Conversely, note taking is really just one very specific case of effective description writing (where the author is also the only audience and a lecture, textbook, or lab activity is the item to be described). Science students who study technical writing thus get an immediate, in-class benefit from applying (in their own notes) the same techniques that will pay off indirectly in their lab reports and presentations. Tip sheets for and models of sound notes can quickly focus attention and help ESL students start writing better for their own use (e.g., Barrass, 2002, pp. 8-17, 127-129).
Science Idioms
Whether in classroom summaries, user manuals, formal reports, or refereed articles, English technical text relies on hundreds of widely used idioms (“break up,” “blow up,” “look up”) to convey key concepts, actions, or distinctions. The nonliteral character of these phrases in usually invisible to native speakers, but it can paralyze the smooth reading or meaningful writing of ESL science students.
Specific attention to science idioms, in their context of appropriate use, is the only way build them into an English learner’s vocabulary. Technical writing practice, with its stress on audience needs, always exposes these phrases to scrutiny. Some technical writing books, tailored to ESL readers, give these expressions special emphasis (one even includes a comparative, explanatory glossary of such idioms for easy review and reference as Appendix B (Huckin and Olsen, 1983)). This approach enables every science student, ESL or native speaker, to notice and gradually adopt relevant science idioms as they improve their general science literacy.
Learning Across Languages
Psychologists and linguists who study bilingualism have observed a cross-fertilization of literacy that spreads from one language to the other, including, surprisingly, back from the second language to the first. Thus Sadia Zoubir-Shaw notes that high-school seniors who graduate with at least two years of foreign language study “outscore students without foreign language…and show significant superiority in performance and achievement tests in English” (Zoubir-Shaw, 2005, p. 12). Technical writing skill development further enables this cross-language bridge: “…all students–not just ELLs–will benefit from using these [ELL-support] strategies in the [science] classroom” (Bautista and Castaneda, 2011).

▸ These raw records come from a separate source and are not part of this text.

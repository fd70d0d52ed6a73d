//! Single-writer event loop for a chat session.
//!
//! Transport events and user commands arrive on separate channels; the driver applies
//! them to the [`Session`] one at a time, so the timeline has exactly one writer.
//! After each step the presenter is told about new entries and state changes.

use tokio::sync::mpsc;

use crate::session::{ConnectionState, Session};
use crate::timeline::TimelineEntry;
use crate::transport::{Outbound, TransportEvent};

/// User actions queued to the driver.
#[derive(Debug, Clone, PartialEq, Eq)]
pub enum Command {
    /// A typed line. While quick options are on offer, a bare option number selects it.
    Input(String),
    /// Send text verbatim.
    Send(String),
    /// Select quick option `n` (1-based).
    Choose(usize),
    Close,
}

/// Presentation side: shown everything the timeline gains, in order.
pub trait Presenter {
    fn entry_appended(&mut self, entry: &TimelineEntry);
    fn state_changed(&mut self, state: ConnectionState);
    /// Called right after the welcome entry when quick options are configured.
    fn options_offered(&mut self, _options: &[String]) {}
}

pub struct Driver<O: Outbound, P: Presenter> {
    session: Session<O>,
    presenter: P,
    presented: usize,
    last_state: ConnectionState,
}

impl<O: Outbound, P: Presenter> Driver<O, P> {
    pub fn new(session: Session<O>, presenter: P) -> Self {
        let last_state = session.state();
        Self {
            session,
            presenter,
            presented: 0,
            last_state,
        }
    }

    pub fn session(&self) -> &Session<O> {
        &self.session
    }

    pub fn presenter(&self) -> &P {
        &self.presenter
    }

    pub fn handle_event(&mut self, event: TransportEvent) {
        match event {
            TransportEvent::Open => self.session.on_open(),
            TransportEvent::Message(raw) => {
                self.session.on_message(&raw);
            }
            TransportEvent::Error(err) => self.session.on_error(&err),
            TransportEvent::Closed => self.session.on_close(),
        }
        self.flush();
    }

    pub fn handle_command(&mut self, command: Command) {
        match command {
            Command::Input(line) => {
                let offered = if self.session.options_visible() {
                    self.session.quick_options().len()
                } else {
                    0
                };
                let choice = line
                    .trim()
                    .parse::<usize>()
                    .ok()
                    .filter(|n| (1..=offered).contains(n));
                match choice {
                    Some(n) => {
                        self.session.choose_option(n);
                    }
                    None => {
                        self.session.send_user_text(&line);
                    }
                }
            }
            Command::Send(text) => {
                self.session.send_user_text(&text);
            }
            Command::Choose(n) => {
                self.session.choose_option(n);
            }
            Command::Close => self.session.close(),
        }
        self.flush();
    }

    fn flush(&mut self) {
        let all = self.session.timeline().all();
        for entry in &all[self.presented..] {
            self.presenter.entry_appended(entry);
            if entry.is_welcome && !self.session.quick_options().is_empty() {
                self.presenter.options_offered(self.session.quick_options());
            }
        }
        self.presented = all.len();

        let state = self.session.state();
        if state != self.last_state {
            self.last_state = state;
            self.presenter.state_changed(state);
        }
    }

    /// Run until the session is closed, by the transport or by a command. A dropped command
    /// channel closes the session; a dropped event channel counts as the transport closing.
    /// Pending transport events are drained before the next command.
    pub async fn run(
        mut self,
        mut events: mpsc::UnboundedReceiver<TransportEvent>,
        mut commands: mpsc::Receiver<Command>,
    ) -> (Session<O>, P) {
        let mut commands_open = true;
        while self.session.state() != ConnectionState::Closed {
            tokio::select! {
                biased;
                event = events.recv() => {
                    self.handle_event(event.unwrap_or(TransportEvent::Closed));
                }
                command = commands.recv(), if commands_open => match command {
                    Some(command) => self.handle_command(command),
                    None => {
                        commands_open = false;
                        self.handle_command(Command::Close);
                    }
                },
            }
        }
        (self.session, self.presenter)
    }
}
use crate::error::GeneSearchError;
use serde::{Deserialize, Serialize};
use std::{fs, path::Path, path::PathBuf};

pub const DEFAULT_SEQUENCES_PATH: &str = "sequences.txt";
pub const DEFAULT_COMMANDS_PATH: &str = "commands.txt";
pub const DEFAULT_OUTPUT_PATH: &str = "genedata.txt";
pub const DEFAULT_AUTHOR: &str = "YourName";

/// Input and output locations of one batch run.
#[derive(Debug, Clone, PartialEq, Eq, Serialize, Deserialize)]
#[serde(default)]
pub struct RunConfig {
    pub sequences: PathBuf,
    pub commands: PathBuf,
    pub output: PathBuf,
    /// First line of the report
    pub author: String,
}

impl Default for RunConfig {
    fn default() -> Self {
        Self {
            sequences: PathBuf::from(DEFAULT_SEQUENCES_PATH),
            commands: PathBuf::from(DEFAULT_COMMANDS_PATH),
            output: PathBuf::from(DEFAULT_OUTPUT_PATH),
            author: DEFAULT_AUTHOR.to_string(),
        }
    }
}

impl RunConfig {
    pub fn load_from_path(path: impl AsRef<Path>) -> Result<Self, GeneSearchError> {
        let path = path.as_ref();
        let text = fs::read_to_string(path).map_err(|e| GeneSearchError::read(path, e))?;
        serde_json::from_str(&text).map_err(|e| GeneSearchError::Config {
            path: path.display().to_string(),
            source: e,
        })
    }

    pub fn with_sequences(mut self, path: Option<PathBuf>) -> Self {
        if let Some(path) = path {
            self.sequences = path;
        }
        self
    }

    pub fn with_commands(mut self, path: Option<PathBuf>) -> Self {
        if let Some(path) = path {
            self.commands = path;
        }
        self
    }

    pub fn with_output(mut self, path: Option<PathBuf>) -> Self {
        if let Some(path) = path {
            self.output = path;
        }
        self
    }

    pub fn with_author(mut self, author: Option<String>) -> Self {
        if let Some(author) = author {
            self.author = author;
        }
        self
    }
}

#[cfg(test)]
mod tests {
    use super::*;
    use std::io::Write;

    #[test]
    fn test_partial_json_keeps_defaults() {
        let mut file = tempfile::NamedTempFile::new().unwrap();
        write!(file, r#"{{ "author": "Ada", "output": "out/report.txt" }}"#).unwrap();
        let config = RunConfig::load_from_path(file.path()).unwrap();
        assert_eq!(config.author, "Ada");
        assert_eq!(config.output, PathBuf::from("out/report.txt"));
        assert_eq!(config.sequences, PathBuf::from(DEFAULT_SEQUENCES_PATH));
        assert_eq!(config.commands, PathBuf::from(DEFAULT_COMMANDS_PATH));
    }

    #[test]
    fn test_invalid_json_is_config_error() {
        let mut file = tempfile::NamedTempFile::new().unwrap();
        write!(file, "not json").unwrap();
        let err = RunConfig::load_from_path(file.path()).unwrap_err();
        assert!(matches!(err, GeneSearchError::Config { .. }));
    }

    #[test]
    fn test_overrides() {
        let config = RunConfig::default()
            .with_sequences(Some(PathBuf::from("seq.tsv")))
            .with_commands(None)
            .with_author(Some("Grace".to_string()));
        assert_eq!(config.sequences, PathBuf::from("seq.tsv"));
        assert_eq!(config.commands, PathBuf::from(DEFAULT_COMMANDS_PATH));
        assert_eq!(config.author, "Grace");
    }
}
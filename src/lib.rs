pub mod about;
pub mod config;
pub mod engine;
pub mod engine_shell;
pub mod error;
pub mod record_store;
pub mod report;
pub mod rle;
pub mod sequence_record;

pub use engine::{Engine, GeneEngine};
pub use error::GeneSearchError;
pub use record_store::RecordStore;
pub use sequence_record::SequenceRecord;
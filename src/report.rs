//! Batch execution of a command file and the numbered report it produces.

use crate::{
    config::RunConfig,
    engine::{Engine, GeneEngine},
    engine_shell::{ShellCommand, execute_shell_command, parse_shell_line},
    error::GeneSearchError,
    record_store::RecordStore,
};
use log::{debug, info};
use rayon::prelude::*;
use std::{fmt, fs, path::PathBuf};

pub const REPORT_TITLE: &str = "Genetic Search";
pub const BLOCK_SEPARATOR: &str = "---";

#[derive(Debug, Clone, PartialEq, Eq)]
pub struct Report {
    author: String,
    blocks: Vec<String>,
}

impl Report {
    pub fn with_blocks(author: &str, blocks: Vec<String>) -> Self {
        Self {
            author: author.to_string(),
            blocks,
        }
    }

    pub fn blocks(&self) -> &[String] {
        &self.blocks
    }
}

impl fmt::Display for Report {
    fn fmt(&self, f: &mut fmt::Formatter<'_>) -> fmt::Result {
        writeln!(f, "{}", self.author)?;
        writeln!(f, "{REPORT_TITLE}")?;
        for (num, result) in self.blocks.iter().enumerate() {
            // Numbering is 1-based and runs across the whole file.
            writeln!(f, "{BLOCK_SEPARATOR}")?;
            writeln!(f, "{:03}", num + 1)?;
            writeln!(f, "{result}")?;
        }
        Ok(())
    }
}

#[derive(Debug, Clone, PartialEq, Eq)]
pub struct RunSummary {
    pub record_count: usize,
    pub command_count: usize,
    pub unknown_command_count: usize,
    pub output: PathBuf,
}

/// Parses every line of `command_text`, blank ones included, into a command.
pub fn parse_commands(command_text: &str) -> Vec<ShellCommand> {
    command_text.lines().map(parse_shell_line).collect()
}

/// Evaluates the commands against `engine`. Commands are independent of each
/// other, so they run in parallel; results keep the input order.
pub fn run_batch<E: Engine + Sync>(engine: &E, commands: &[ShellCommand]) -> Vec<String> {
    commands
        .par_iter()
        .enumerate()
        .map(|(num, command)| {
            debug!("Command {:03}: {}", num + 1, command.preview());
            execute_shell_command(engine, command)
        })
        .collect()
}

pub fn run(config: &RunConfig) -> Result<RunSummary, GeneSearchError> {
    let store = RecordStore::load_from_path(&config.sequences)?;
    let command_text = fs::read_to_string(&config.commands)
        .map_err(|e| GeneSearchError::read(&config.commands, e))?;
    let commands = parse_commands(&command_text);

    let engine = GeneEngine::new(&store);
    let report = Report::with_blocks(&config.author, run_batch(&engine, &commands));
    fs::write(&config.output, report.to_string())
        .map_err(|e| GeneSearchError::write(&config.output, e))?;

    let summary = RunSummary {
        record_count: store.len(),
        command_count: commands.len(),
        unknown_command_count: commands.iter().filter(|c| !c.is_known()).count(),
        output: config.output.clone(),
    };
    info!(
        "Wrote {} result block(s) to '{}'",
        summary.command_count,
        summary.output.display()
    );
    Ok(summary)
}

Likewise, when technical writing lessons improve the formal academic English of ESL Hispanic students, those students often improve their literacy levels in Spanish too (because the same critical and analytical skills benefit text design in both languages) (Duran, Revlin, and Havill, 1995, p. 12). In some cases, this even triggers a social “language leadership” role for the newly science-literate student, who then promotes the English skills of other family members as well (e.g., Hykova, 2004, pp. 292-293).
Conclusion
Studying technical writing does not magically solve all the problems that ESL students face in their high-school science classes. But it does help students (and teachers) confront those problems broadly and deeply (Girill, 2004). Document design, when thoughtfully adapted into age-appropriate practice materials, offers real-world sophisticated techniques that improve (and enrich) both the science and the literacy performance of ESL high-school students. (For some general implementation tips that mention neither CCSS nor NGSS, see Wendi Pillars’s “Quick Start Guide,” 2017.)